Aus einer Welt, die 1914 versinkt, mache ich einen Lektüresprung, der zwar nur wenige Jahre nach vorn weist, aber doch größer kaum sein könnte: Hemingway im Paris der 1920er Jahre!
Ernest Hemingway schrieb sein Buch »Paris, ein Fest fürs Leben« von 1957 bis 1960, es erschien posthum im Jahre 1964. Es behandelt seinen Aufenthalt in Paris von 1921 bis 1926. Wesentliches Material für dieses Buch hatte von 1928 bis 1956 im Hotel Ritz gelagert, bis es ihm die Hoteldirektion dann gleichsam aufdrängte. Die alten Textelemente wurden grundlegend überarbeitet und zu der Version von 1960 geformt, an der Hemingway aber bis zu seinem Tod im Jahr 1961 weiterschrieb, ohne eine endgültige Gestalt zu finden. Die schließlich veröffentlichte Fassung wich stark von dem fertiggestellten Manuskript ab. Erst die Neuveröffentlichung aus dem Jahre 2009 basiert wieder auf dem Originalmanuskript, welches um verwandtes Material, das in einem Anhang beigegeben wurde, ergänzt ist.
Inzwischen wusste ich, dass alles Gute oder Schlechte eine Leere hinterließ, wenn es aufhörte. Aber wenn es schlecht war, füllte sich die Leere von allein. War es gut, konntest du sie nur füllen, wenn du etwas besseres fandest. (S. 55)
Die einzelnen Kapitel sind miteinander verbunden durch die Stadt Paris (oder die urlaubsweise Entfernung von ihr), es gibt viele Dialoge, mit kurzen und knappen Männersätzen. Spricht der Autor mit seiner Frau, werden die Sätze – auch seine – länger. Ein Pariser Kolorit wird durch Straßennamen und Wegbeschreibungen, durch die Nennung von Speisen, Weinen und Orten geschaffen: knapp und schlicht, mitunter plakativ und wiederholend, aber gleichzeitig voll Sympathie für die Stadt.
Hemingway besucht Pferde- und Radrennen: Pferde und Radfahrer sind gedopt. Er trifft Gertrude Stein und ihre Freundin, die ihn protegieren, aber Gertrude Stein am allerwichtigsten nehmen.

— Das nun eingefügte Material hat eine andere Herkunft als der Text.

//! Score value object.

use super::character_class::CharacterClass;
use serde::{Deserialize, Serialize};
use std::fmt;
use std::iter::Sum;
use std::ops::{Add, AddAssign};

/// A non-negative point total for a word.
///
/// Serializes as a bare number.
///
/// # Example
///
/// ```
/// use word_points::domain::Score;
///
/// let score = Score::new(3) + Score::new(4);
/// assert_eq!(score.value(), 7);
/// ```
#[derive(
    Debug, Clone, Copy, Default, PartialEq, Eq, PartialOrd, Ord, Hash, Serialize, Deserialize,
)]
#[serde(transparent)]
pub struct Score(u64);

impl Score {
    /// The score of an empty word.
    pub const ZERO: Score = Score(0);

    /// Create a score from a raw point total.
    pub const fn new(points: u64) -> Self {
        Self(points)
    }

    /// Get the raw point total.
    pub const fn value(self) -> u64 {
        self.0
    }
}

impl From<u64> for Score {
    fn from(points: u64) -> Self {
        Self(points)
    }
}

impl From<Score> for u64 {
    fn from(score: Score) -> Self {
        score.0
    }
}

impl Add for Score {
    type Output = Score;

    fn add(self, rhs: Score) -> Score {
        Score(self.0.saturating_add(rhs.0))
    }
}

impl AddAssign for Score {
    fn add_assign(&mut self, rhs: Score) {
        *self = *self + rhs;
    }
}

impl Sum for Score {
    fn sum<I: Iterator<Item = Score>>(iter: I) -> Score {
        iter.fold(Score::ZERO, Add::add)
    }
}

impl fmt::Display for Score {
    fn fmt(&self, f: &mut fmt::Formatter<'_>) -> fmt::Result {
        write!(f, "{}", self.0)
    }
}

/// Per-class character counts for a scored word.
#[derive(Debug, Clone, Copy, Default, PartialEq, Eq, Serialize, Deserialize)]
pub struct ScoreBreakdown {
    /// Number of vowels
    pub vowels: u64,

    /// Number of consonants
    pub consonants: u64,

    /// Number of characters that scored nothing
    pub others: u64,
}

impl ScoreBreakdown {
    /// Count one character of the given class.
    pub fn record(&mut self, class: CharacterClass) {
        match class {
            CharacterClass::Vowel => self.vowels += 1,
            CharacterClass::Consonant => self.consonants += 1,
            CharacterClass::Other => self.others += 1,
        }
    }

    /// Total score implied by the counts.
    pub fn total(&self) -> Score {
        Score::new(self.vowels * CharacterClass::Vowel.points())
            + Score::new(self.consonants * CharacterClass::Consonant.points())
            + Score::new(self.others * CharacterClass::Other.points())
    }

    /// Number of characters counted, after lowercasing.
    pub fn characters(&self) -> u64 {
        self.vowels + self.consonants + self.others
    }
}

#[cfg(test)]
mod tests {
    use super::*;

    #[test]
    fn test_score_add_and_sum() {
        assert_eq!(Score::new(2) + Score::new(5), Score::new(7));

        let total: Score = [1, 2, 3].into_iter().map(Score::new).sum();
        assert_eq!(total.value(), 6);

        let mut score = Score::ZERO;
        score += Score::new(4);
        assert_eq!(u64::from(score), 4);
    }

    #[test]
    fn test_score_saturates() {
        assert_eq!(Score::new(u64::MAX) + Score::new(1), Score::new(u64::MAX));
    }

    #[test]
    fn test_score_display() {
        assert_eq!(format!("{}", Score::new(7)), "7");
    }

    #[test]
    fn test_score_serialization() {
        let json = serde_json::to_string(&Score::new(7)).unwrap();
        assert_eq!(json, "7");
        let score: Score = serde_json::from_str("12").unwrap();
        assert_eq!(score, Score::new(12));
    }

    #[test]
    fn test_breakdown_total() {
        let mut breakdown = ScoreBreakdown::default();
        breakdown.record(CharacterClass::Consonant);
        breakdown.record(CharacterClass::Vowel);
        breakdown.record(CharacterClass::Other);
        breakdown.record(CharacterClass::Consonant);

        assert_eq!(breakdown.vowels, 1);
        assert_eq!(breakdown.consonants, 2);
        assert_eq!(breakdown.others, 1);
        assert_eq!(breakdown.characters(), 4);
        assert_eq!(breakdown.total(), Score::new(5));
    }
}
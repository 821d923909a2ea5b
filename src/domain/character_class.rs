//! Character classification rules.

use super::errors::ValidationError;
use serde::{Deserialize, Serialize};
use std::fmt;
use std::str::FromStr;

/// Points awarded for a vowel.
pub const VOWEL_POINTS: u64 = 1;

/// Points awarded for a consonant.
pub const CONSONANT_POINTS: u64 = 2;

/// Points awarded for any non-alphabetic character.
pub const OTHER_POINTS: u64 = 0;

/// How the letter `y` is classified.
#[derive(Debug, Clone, Copy, Default, PartialEq, Eq, Hash, Serialize, Deserialize)]
#[serde(rename_all = "lowercase")]
pub enum YPolicy {
    /// `y` scores as a consonant (default)
    #[default]
    Consonant,

    /// `y` scores as a vowel
    Vowel,
}

impl FromStr for YPolicy {
    type Err = ValidationError;

    fn from_str(s: &str) -> Result<Self, Self::Err> {
        match s.trim().to_ascii_lowercase().as_str() {
            "consonant" => Ok(Self::Consonant),
            "vowel" => Ok(Self::Vowel),
            _ => Err(ValidationError::InvalidYPolicy(s.to_string())),
        }
    }
}

impl fmt::Display for YPolicy {
    fn fmt(&self, f: &mut fmt::Formatter<'_>) -> fmt::Result {
        match self {
            Self::Consonant => write!(f, "consonant"),
            Self::Vowel => write!(f, "vowel"),
        }
    }
}

/// The scoring class of a single character.
#[derive(Debug, Clone, Copy, PartialEq, Eq, Hash, Serialize, Deserialize)]
#[serde(rename_all = "lowercase")]
pub enum CharacterClass {
    /// One of a, e, i, o, u (and y under `YPolicy::Vowel`)
    Vowel,

    /// Any other alphabetic character
    Consonant,

    /// Digits, punctuation, whitespace, marks
    Other,
}

impl CharacterClass {
    /// Classify a character that has already been lowercased.
    ///
    /// Uppercase ASCII is tolerated, but callers scoring full words should
    /// apply Unicode lowercasing first so that expanding mappings are counted.
    pub fn of(c: char, y_policy: YPolicy) -> Self {
        match c.to_ascii_lowercase() {
            'a' | 'e' | 'i' | 'o' | 'u' => Self::Vowel,
            'y' if y_policy == YPolicy::Vowel => Self::Vowel,
            c if c.is_alphabetic() => Self::Consonant,
            _ => Self::Other,
        }
    }

    /// Points this class contributes to a score.
    pub const fn points(self) -> u64 {
        match self {
            Self::Vowel => VOWEL_POINTS,
            Self::Consonant => CONSONANT_POINTS,
            Self::Other => OTHER_POINTS,
        }
    }
}
//! Word scoring implementation.
//!
//! Characters are lowercased before classification, so mixed-case words score
//! the same as their lowercase form. Characters whose lowercase mapping
//! expands into several characters are scored by that expansion.

use crate::config::ScoringConfig;
use crate::domain::{CharacterClass, Score, ScoreBreakdown, Word, YPolicy};
use crate::error::{ScoringError, ScoringResult};
use serde_json::Value;
use tracing::{debug, trace};

/// Score a word with the default policy (`y` is a consonant).
///
/// # Example
///
/// ```
/// use word_points::points_for_word;
///
/// assert_eq!(points_for_word("test").value(), 7);
/// assert_eq!(points_for_word("").value(), 0);
/// ```
pub fn points_for_word(word: &str) -> Score {
    WordScorer::default().score(word)
}

/// Stateless word scorer carrying a classification policy.
#[derive(Debug, Clone, Copy, Default, PartialEq, Eq)]
pub struct WordScorer {
    y_policy: YPolicy,
}

impl WordScorer {
    /// Create a scorer with the given `y` policy.
    pub fn new(y_policy: YPolicy) -> Self {
        Self { y_policy }
    }

    /// Create a scorer from loaded configuration.
    pub fn from_config(config: &ScoringConfig) -> Self {
        Self::new(config.y_policy)
    }

    /// The `y` policy in use.
    pub fn y_policy(&self) -> YPolicy {
        self.y_policy
    }

    /// Classify a single character.
    ///
    /// Uses the first character of the lowercase mapping of `c`.
    pub fn classify(&self, c: char) -> CharacterClass {
        let lower = c.to_lowercase().next().unwrap_or(c);
        CharacterClass::of(lower, self.y_policy)
    }

    /// Score a word.
    pub fn score(&self, word: &str) -> Score {
        let score = word
            .chars()
            .flat_map(char::to_lowercase)
            .map(|c| Score::new(CharacterClass::of(c, self.y_policy).points()))
            .sum();

        trace!(word, %score, "Scored word");
        score
    }

    /// Score a word and report how many characters fell into each class.
    pub fn breakdown(&self, word: &str) -> ScoreBreakdown {
        let mut breakdown = ScoreBreakdown::default();
        for c in Word::new(word).lowercase_chars() {
            breakdown.record(CharacterClass::of(c, self.y_policy));
        }
        breakdown
    }

    /// Total score over several words.
    pub fn score_words<I, S>(&self, words: I) -> Score
    where
        I: IntoIterator<Item = S>,
        S: AsRef<str>,
    {
        words.into_iter().map(|w| self.score(w.as_ref())).sum()
    }

    /// Score a dynamically typed value.
    ///
    /// # Errors
    ///
    /// Returns `ScoringError::InvalidInput` if the value is not a JSON string.
    pub fn score_value(&self, value: &Value) -> ScoringResult<Score> {
        match value {
            Value::String(word) => Ok(self.score(word)),
            other => {
                let kind = json_type_name(other);
                debug!(kind, "Rejected non-string input");
                Err(ScoringError::InvalidInput(kind.to_string()))
            }
        }
    }
}

fn json_type_name(value: &Value) -> &'static str {
    match value {
        Value::Null => "null",
        Value::Bool(_) => "boolean",
        Value::Number(_) => "number",
        Value::String(_) => "string",
        Value::Array(_) => "array",
        Value::Object(_) => "object",
    }
}
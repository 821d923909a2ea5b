//! Domain value objects and types.
//!
//! This module contains the types the scorer works with: the word being
//! scored, the resulting score, and the character classification rules.

pub mod character_class;
pub mod errors;
pub mod score;
pub mod word;

pub use character_class::{CharacterClass, YPolicy};
pub use errors::ValidationError;
pub use score::{Score, ScoreBreakdown};
pub use word::Word;
//! Job-run persistence.
//!
//! Runners write through this boundary when one is attached; without it they only log.

use std::collections::HashMap;
use std::sync::{Arc, RwLock};

use chrono::Utc;

use clustercmd_core::JobId;

use super::types::{JobLogEntry, JobRun, JobStatus};

pub trait JobRunStore: Send + Sync {
    /// Insert (or replace) a run record.
    fn start(&self, run: JobRun) -> Result<(), JobRunStoreError>;

    fn get(&self, id: JobId) -> Result<Option<JobRun>, JobRunStoreError>;

    /// Add to the run's progress (capped at 100) and return the new value.
    fn add_progress(&self, id: JobId, increment: f64) -> Result<f64, JobRunStoreError>;

    fn append_log(&self, id: JobId, message: &str) -> Result<(), JobRunStoreError>;

    /// Mark the run terminal.
    fn finish(&self, id: JobId, status: JobStatus, error: Option<String>) -> Result<(), JobRunStoreError>;

    /// All runs, most recently started first.
    fn list(&self) -> Result<Vec<JobRun>, JobRunStoreError>;
}

#[derive(Debug, Clone, thiserror::Error)]
pub enum JobRunStoreError {
    #[error("job run not found: {0}")]
    NotFound(JobId),
    #[error("storage error: {0}")]
    Storage(String),
}

/// In-memory job-run store (tests/dev).
#[derive(Debug, Default)]
pub struct InMemoryJobRunStore {
    runs: RwLock<HashMap<JobId, JobRun>>,
}

impl InMemoryJobRunStore {
    pub fn new() -> Self {
        Self::default()
    }

    pub fn arc() -> Arc<Self> {
        Arc::new(Self::new())
    }

    fn with_run<T>(
        &self,
        id: JobId,
        f: impl FnOnce(&mut JobRun) -> T,
    ) -> Result<T, JobRunStoreError> {
        let mut runs = self
            .runs
            .write()
            .map_err(|_| JobRunStoreError::Storage("lock poisoned".to_string()))?;
        let run = runs.get_mut(&id).ok_or(JobRunStoreError::NotFound(id))?;
        Ok(f(run))
    }
}

impl JobRunStore for InMemoryJobRunStore {
    fn start(&self, run: JobRun) -> Result<(), JobRunStoreError> {
        let mut runs = self
            .runs
            .write()
            .map_err(|_| JobRunStoreError::Storage("lock poisoned".to_string()))?;
        runs.insert(run.id, run);
        Ok(())
    }

    fn get(&self, id: JobId) -> Result<Option<JobRun>, JobRunStoreError> {
        let runs = self
            .runs
            .read()
            .map_err(|_| JobRunStoreError::Storage("lock poisoned".to_string()))?;
        Ok(runs.get(&id).cloned())
    }

    fn add_progress(&self, id: JobId, increment: f64) -> Result<f64, JobRunStoreError> {
        self.with_run(id, |run| {
            run.progress = (run.progress + increment).clamp(0.0, 100.0);
            run.progress
        })
    }

    fn append_log(&self, id: JobId, message: &str) -> Result<(), JobRunStoreError> {
        self.with_run(id, |run| {
            run.logs.push(JobLogEntry {
                at: Utc::now(),
                message: message.to_string(),
            })
        })
    }

    fn finish(&self, id: JobId, status: JobStatus, error: Option<String>) -> Result<(), JobRunStoreError> {
        self.with_run(id, |run| {
            run.status = status;
            run.error = error;
            run.finished_at = Some(Utc::now());
            if status == JobStatus::Completed {
                run.progress = 100.0;
            }
        })
    }

    fn list(&self) -> Result<Vec<JobRun>, JobRunStoreError> {
        let runs = self
            .runs
            .read()
            .map_err(|_| JobRunStoreError::Storage("lock poisoned".to_string()))?;
        let mut all: Vec<JobRun> = runs.values().cloned().collect();
        all.sort_by(|a, b| b.started_at.cmp(&a.started_at));
        Ok(all)
    }
}

#[cfg(test)]
mod tests {
    use super::*;

    #[test]
    fn progress_is_capped() {
        let store = InMemoryJobRunStore::new();
        let id = JobId::new();
        store.start(JobRun::started(id, "site.activate")).unwrap();

        assert_eq!(store.add_progress(id, 60.0).unwrap(), 60.0);
        assert_eq!(store.add_progress(id, 60.0).unwrap(), 100.0);
    }

    #[test]
    fn finish_records_outcome() {
        let store = InMemoryJobRunStore::new();
        let id = JobId::new();
        store.start(JobRun::started(id, "plugin.install")).unwrap();
        store.append_log(id, "installing").unwrap();
        store
            .finish(id, JobStatus::Failed, Some("boom".to_string()))
            .unwrap();

        let run = store.get(id).unwrap().unwrap();
        assert_eq!(run.status, JobStatus::Failed);
        assert_eq!(run.error.as_deref(), Some("boom"));
        assert_eq!(run.logs.len(), 1);
        assert!(run.finished_at.is_some());
    }

    #[test]
    fn unknown_run_is_not_found() {
        let store = InMemoryJobRunStore::new();
        assert!(matches!(
            store.add_progress(JobId::new(), 1.0),
            Err(JobRunStoreError::NotFound(_))
        ));
    }
}
//! In-memory command broker for tests/dev.

use std::collections::HashMap;
use std::sync::Mutex;
use std::sync::atomic::{AtomicBool, Ordering};

use async_trait::async_trait;
use tracing::debug;

use crate::broker::{BrokerError, BrokerHandler, CommandBroker};
use crate::command::Command;

/// In-memory pub/sub broker.
///
/// - No IO
/// - Every record is round-tripped through the wire encoding, like a real transport
/// - Handlers are invoked inline on the publishing task, after the lock is released
#[derive(Default)]
pub struct InMemoryCommandBroker {
    subscribers: Mutex<HashMap<String, Vec<BrokerHandler>>>,
    initialized: AtomicBool,
    closed: AtomicBool,
}

impl InMemoryCommandBroker {
    pub fn new() -> Self {
        Self::default()
    }

    /// Number of handlers subscribed to `channel`.
    pub fn subscriber_count(&self, channel: &str) -> usize {
        self.subscribers
            .lock()
            .map(|subs| subs.get(channel).map_or(0, Vec::len))
            .unwrap_or(0)
    }

    fn ensure_open(&self) -> Result<(), BrokerError> {
        if self.closed.load(Ordering::SeqCst) {
            return Err(BrokerError::Closed);
        }
        if !self.initialized.load(Ordering::SeqCst) {
            return Err(BrokerError::NotInitialized);
        }
        Ok(())
    }
}

impl core::fmt::Debug for InMemoryCommandBroker {
    fn fmt(&self, f: &mut core::fmt::Formatter<'_>) -> core::fmt::Result {
        f.debug_struct("InMemoryCommandBroker")
            .field("initialized", &self.initialized.load(Ordering::SeqCst))
            .field("closed", &self.closed.load(Ordering::SeqCst))
            .finish()
    }
}

#[async_trait]
impl CommandBroker for InMemoryCommandBroker {
    async fn init(&self) -> Result<(), BrokerError> {
        if self.closed.load(Ordering::SeqCst) {
            return Err(BrokerError::Closed);
        }
        self.initialized.store(true, Ordering::SeqCst);
        Ok(())
    }

    async fn shutdown(&self) -> Result<(), BrokerError> {
        self.closed.store(true, Ordering::SeqCst);
        if let Ok(mut subs) = self.subscribers.lock() {
            subs.clear();
        }
        Ok(())
    }

    async fn publish(&self, channel: &str, command: &Command) -> Result<(), BrokerError> {
        self.ensure_open()?;

        let wire = command
            .to_wire(channel)
            .map_err(|e| BrokerError::Serialization(e.to_string()))?;

        let handlers = {
            let subs = self
                .subscribers
                .lock()
                .map_err(|_| BrokerError::Transport("lock poisoned".to_string()))?;
            subs.get(channel).cloned().unwrap_or_default()
        };

        if handlers.is_empty() {
            debug!(channel, command_id = %command.id, "no subscribers for channel");
            return Ok(());
        }

        let (channel, delivered) =
            Command::from_wire(wire).map_err(|e| BrokerError::Serialization(e.to_string()))?;
        for handler in handlers {
            handler(channel.clone(), delivered.clone());
        }

        Ok(())
    }

    async fn subscribe(&self, channel: &str, handler: BrokerHandler) -> Result<(), BrokerError> {
        self.ensure_open()?;

        let mut subs = self
            .subscribers
            .lock()
            .map_err(|_| BrokerError::Transport("lock poisoned".to_string()))?;
        subs.entry(channel.to_string()).or_default().push(handler);
        Ok(())
    }
}

#[cfg(test)]
mod tests {
    use std::sync::Arc;

    use super::*;
    use crate::broker::broker_handler;
    use clustercmd_core::MemberId;

    #[tokio::test]
    async fn publish_requires_init() {
        let broker = InMemoryCommandBroker::new();
        let cmd = Command::new("ping", MemberId::new("m1").unwrap());

        let err = broker.publish("m1", &cmd).await.unwrap_err();
        assert!(matches!(err, BrokerError::NotInitialized));
    }

    #[tokio::test]
    async fn delivers_only_to_matching_channel() {
        let broker = InMemoryCommandBroker::new();
        broker.init().await.unwrap();

        let seen = Arc::new(Mutex::new(Vec::new()));
        let sink = seen.clone();
        broker
            .subscribe(
                "m2",
                broker_handler(move |channel, cmd| {
                    sink.lock().unwrap().push((channel, cmd.command_type));
                }),
            )
            .await
            .unwrap();

        let from = MemberId::new("m1").unwrap();
        broker.publish("m2", &Command::new("ping", from.clone())).await.unwrap();
        broker.publish("m3", &Command::new("other", from)).await.unwrap();

        let seen = seen.lock().unwrap().clone();
        assert_eq!(seen, vec![("m2".to_string(), "ping".to_string())]);
    }

    #[tokio::test]
    async fn shutdown_is_repeatable_and_closes_publish() {
        let broker = InMemoryCommandBroker::new();
        broker.init().await.unwrap();
        broker.shutdown().await.unwrap();
        broker.shutdown().await.unwrap();

        let cmd = Command::new("ping", MemberId::new("m1").unwrap());
        assert!(matches!(
            broker.publish("m1", &cmd).await.unwrap_err(),
            BrokerError::Closed
        ));
    }
}
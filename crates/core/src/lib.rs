//! `clustercmd-core` — identifiers and failure-accounting primitives shared by the
//! command bus and the job runners.
//!
//! This crate has no IO and no async runtime dependency.

pub mod error;
pub mod errors_over_time;
pub mod id;

pub use error::{CoreError, CoreResult};
pub use errors_over_time::{ErrorBurst, ErrorsOverTime};
pub use id::{CommandId, JobId, MemberId};
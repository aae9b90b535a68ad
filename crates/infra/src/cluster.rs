//! Cluster membership, as consumed by fan-out.
//!
//! Membership itself is maintained elsewhere; this module only defines the narrow
//! "list current members" boundary plus a static implementation.

use std::sync::{Arc, RwLock};

use async_trait::async_trait;
use serde::{Deserialize, Serialize};
use thiserror::Error;

use clustercmd_core::MemberId;

/// One live process in the cluster.
#[derive(Debug, Clone, PartialEq, Eq, Serialize, Deserialize)]
pub struct MemberDescriptor {
    pub id: MemberId,
    #[serde(default, skip_serializing_if = "Option::is_none")]
    pub host: Option<String>,
    #[serde(default, skip_serializing_if = "Option::is_none")]
    pub pid: Option<u32>,
}

impl MemberDescriptor {
    pub fn new(id: MemberId) -> Self {
        Self {
            id,
            host: None,
            pid: None,
        }
    }

    pub fn with_host(mut self, host: impl Into<String>) -> Self {
        self.host = Some(host.into());
        self
    }

    pub fn with_pid(mut self, pid: u32) -> Self {
        self.pid = Some(pid);
        self
    }
}

#[derive(Debug, Error)]
pub enum RegistryError {
    #[error("cluster registry unavailable: {0}")]
    Unavailable(String),
}

#[async_trait]
pub trait ClusterRegistry: Send + Sync {
    /// Current members, in a stable order.
    async fn list_members(&self) -> Result<Vec<MemberDescriptor>, RegistryError>;
}

#[async_trait]
impl<R> ClusterRegistry for Arc<R>
where
    R: ClusterRegistry + ?Sized,
{
    async fn list_members(&self) -> Result<Vec<MemberDescriptor>, RegistryError> {
        (**self).list_members().await
    }
}

/// Fixed member list, replaceable at runtime.
#[derive(Debug, Default)]
pub struct StaticClusterRegistry {
    members: RwLock<Vec<MemberDescriptor>>,
}

impl StaticClusterRegistry {
    pub fn new(members: Vec<MemberDescriptor>) -> Self {
        Self {
            members: RwLock::new(members),
        }
    }

    /// Registry listing the given ids, in order.
    pub fn from_ids(ids: impl IntoIterator<Item = MemberId>) -> Self {
        Self::new(ids.into_iter().map(MemberDescriptor::new).collect())
    }

    /// Parse a comma-separated id list such as `CLUSTER_MEMBERS`. Blank entries are skipped.
    pub fn parse_ids(raw: &str) -> Result<Vec<MemberId>, clustercmd_core::CoreError> {
        raw.split(',')
            .map(str::trim)
            .filter(|s| !s.is_empty())
            .map(MemberId::new)
            .collect()
    }

    pub fn set_members(&self, members: Vec<MemberDescriptor>) {
        if let Ok(mut guard) = self.members.write() {
            *guard = members;
        }
    }
}

#[async_trait]
impl ClusterRegistry for StaticClusterRegistry {
    async fn list_members(&self) -> Result<Vec<MemberDescriptor>, RegistryError> {
        self.members
            .read()
            .map(|m| m.clone())
            .map_err(|_| RegistryError::Unavailable("lock poisoned".to_string()))
    }
}

#[cfg(test)]
mod tests {
    use super::*;

    #[test]
    fn parse_ids_skips_blanks() {
        let ids = StaticClusterRegistry::parse_ids(" m1, ,m2 ,").unwrap();
        let keys: Vec<&str> = ids.iter().map(MemberId::as_str).collect();
        assert_eq!(keys, vec!["m1", "m2"]);
    }

    #[tokio::test]
    async fn lists_members_in_order_and_can_be_replaced() {
        let registry = StaticClusterRegistry::from_ids([
            MemberId::new("m1").unwrap(),
            MemberId::new("m2").unwrap(),
        ]);
        let listed = registry.list_members().await.unwrap();
        assert_eq!(listed[0].id.as_str(), "m1");
        assert_eq!(listed[1].id.as_str(), "m2");

        registry.set_members(vec![MemberDescriptor::new(MemberId::new("m3").unwrap()).with_pid(7)]);
        let listed = registry.list_members().await.unwrap();
        assert_eq!(listed.len(), 1);
        assert_eq!(listed[0].pid, Some(7));
    }
}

Er muß sich zwischen einzelnen Arbeitsphasen körperlich erschöpfen, wozu ihm Sport und Sex mit seiner Ehefrau dienen. Ansonsten nimmt die Schriftstellerexistenz breiten Raum ein, Begegnungen mit anderen Dichtern, von denen er lernen möchte, Beschreibungen des Arbeitsprozesses. Hemingway entdeckt die russischen Schriftsteller, die er mit Begeisterung liest.
Der Erste Weltkrieg wird gelegentlich in verschiedenen Kapiteln erwähnt, so wenn Gertrude Stein die ehemaligen Soldaten als „verlorene Generation“ bezeichnet oder wenn Veteranen – mutilés de guerre – beschrieben werden. 51 Seiten sind den ersten und späteren Begegnungen mit Scott Fitzgerald und dessen Frau Zelda gewidmet; Ausdruck einer langen Beziehung zweier Schriftstellerpersönlichkeiten. Die Alkoholprobleme der Fitzgeralds sind das Grundthema dieser Kapitel.
Die knappe, prägnante Form und die meist recht lakonische Erzählweise machen ebenso wie der direkte, ungekünstelte Stil die inzwischen freilich auch schon etwas altbackene Modernität der Texte aus. Die Art und Weise, wie Hemingway das Pariser Kolorit herstellt, ist für meinen Geschmack recht plakativ. Eine Sammlung guter und kurzweiliger Erzählungen.
Ein wunderbares Buch, besonders gefiel mir an der neueren Fassung auch, dass eine Geschichte in mehreren Variationen enthalten war … Liebe Grüße
Petra
Stimmt, das zeigt sozusagen den Denk- und Planungshorizont des Autors.